Communiqué du Gisti, de la LDH et du Syndicat de la magistrature
Ceux qui ont voulu faire taire le Gisti, la Ligue des droits de l’Homme et le Syndicat de la magistrature en seront pour leurs frais. La libre critique des décisions de justice, y compris par un syndicat de magistrats, sort aujourd’hui renforcée par le jugement de la 17e chambre du tribunal correctionnel de Paris estimant que le délit de discrédit[1] n’est pas constitué.
Sous le titre « Les apparences pour preuve », le Gisti, la LDH et le Syndicat de la magistrature avaient publié, le 21 mai 2015, un communiqué commun critiquant une décision de la cour d’appel de Paris qui refusait à un jeune étranger isolé sa prise en charge par l’Aide sociale à l’enfance, préférant, pour conclure à sa majorité, des appréciations sur son allure et son attitude à des documents d’identité déclarés authentiques.
Dans le viseur du parquet de Paris qui a jugé opportun d’engager des poursuites-bâillon : la liberté d’expression d’organisations historiques, convaincues que le droit de critique ne s’arrête pas à la porte des tribunaux. De manière inédite, l’infraction de discrédit porté sur une décision de justice a été brandie contre tous, avec une arrière-pensée pour un syndicat de magistrats habitué à faire l’objet de tentatives de déstabilisation.
A l’audience du 12 octobre 2016, nous avons opposé une défense sans concession à cette police de la critique. Pas question pour nous de passer sous silence la situation dramatique des mineurs isolés étrangers rejetés de toutes parts et exposés à subir des tests osseux non pertinents et indignes. Ce débat d’intérêt général, comme d’autres, justifie une critique libre et forte d’une décision de justice garantie par la jurisprudence de la CEDH pour les associations comme pour un syndicat de magistrats. Et rien ne saurait entraver la liberté d’expression syndicale obtenue de haute lutte par le Syndicat de la magistrature.
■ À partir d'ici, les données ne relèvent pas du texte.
use dioxus::prelude::{use_signal, Signal};

use crate::ui::grid::GridModel;
use crate::usecase::services::browser_service::DataBrowser;

pub type Browser = DataBrowser<GridModel>;

pub struct AppState {
    /// Live session, or the message explaining why startup failed.
    pub browser: Signal<Result<Browser, String>>,
    /// Bumped when a column toggle is refused or fails so the picker remounts with
    /// the checkbox checked again.
    pub picker_revision: Signal<u64>,
    /// Bumped by "Limpar filtros"; multi-select boxes remount and drop
    /// their search term.
    pub clear_revision: Signal<u64>,
}

impl AppState {
    pub fn new(open: impl FnOnce() -> Result<Browser, String>) -> Self {
        Self {
            browser: use_signal(open),
            picker_revision: use_signal(|| 0_u64),
            clear_revision: use_signal(|| 0_u64),
        }
    }
}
En jugeant que « les limites de la critique admissible sont, en l’espèce, d’autant plus larges que les auteurs des propos sont […] des militants reconnus et engagés contribuant à la diffusion d’informations et d’opinions susceptibles d’enrichir le débat sur le sujet d’intérêt général abordé » et qu’ils « n’ont pas excédé les limites de la liberté d’expression », le tribunal remet l’infraction de discrédit à sa place.
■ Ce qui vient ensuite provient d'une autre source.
use std::collections::BTreeMap;

use crate::domain::entities::filter::FilterValueState;
use crate::domain::entities::result::QueryResult;
use crate::domain::entities::schema::DatasetSchema;
use crate::usecase::services::filter_reader::FormState;
use crate::usecase::services::projection::ColumnProjection;

#[derive(Debug, Clone, Copy, PartialEq, Eq, Default)]
pub enum TabState {
    #[default]
    Unloaded,
    Loading,
    Loaded,
}

/// Options offered by the filter widgets, read from the engine at startup.
#[derive(Debug, Clone, Default, PartialEq)]
pub struct FilterOptions {
    pub choices: BTreeMap<String, Vec<String>>,
    /// Placeholders for range inputs keyed by control id.
    pub range_hints: BTreeMap<String, String>,
}

impl FilterOptions {
    pub fn choices_for(&self, control_id: &str) -> &[String] {
        self.choices
            .get(control_id)
            .map(Vec::as_slice)
            .unwrap_or(&[])
    }
}

#[derive(Debug, Clone)]
pub struct DatasetSession {
    pub controls: FormState,
    pub filter_values: FilterValueState,
    pub projection: ColumnProjection,
    pub last_result: Option<QueryResult>,
    pub options: FilterOptions,
    pub tab: TabState,
}

impl DatasetSession {
    pub fn new(schema: &DatasetSchema) -> Self {
        Self {
            controls: FormState::with_defaults(schema),
            filter_values: FilterValueState::default(),
            projection: ColumnProjection::initial(schema),
            last_result: None,
            options: FilterOptions::default(),
            tab: TabState::Unloaded,
        }
    }
}

/// Everything the browser remembers for the lifetime of one session.
#[derive(Debug, Clone, Default)]
pub struct SessionState {
    datasets: BTreeMap<String, DatasetSession>,
    active: Option<String>,
}

impl SessionState {
    pub fn new() -> Self {
        Self::default()
    }

    /// Creates the dataset's state on first access.
    pub fn dataset_mut(&mut self, schema: &DatasetSchema) -> &mut DatasetSession {
        self.datasets
            .entry(schema.key.to_string())
            .or_insert_with(|| DatasetSession::new(schema))
    }

    pub fn dataset(&self, key: &str) -> Option<&DatasetSession> {
        self.datasets.get(key)
    }

    pub fn active(&self) -> Option<&str> {
        self.active.as_deref()
    }

    pub fn set_active(&mut self, key: &str) {
        self.active = Some(key.to_string());
    }
}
Reste au législateur à l’abroger.
Paris, le 23 novembre 2016
Téléchargez le jugement (copie de travail non officielle)
[1] Les poursuites se fondaient sur l’article 434-25 du Code pénal qui punit « le fait de chercher à jeter le discrédit, publiquement par actes, paroles, écrits ou images de toute nature, sur un acte ou une décision juridictionnelle, dans des conditions de nature à porter atteinte à l’autorité de la justice ou à son indépendance ».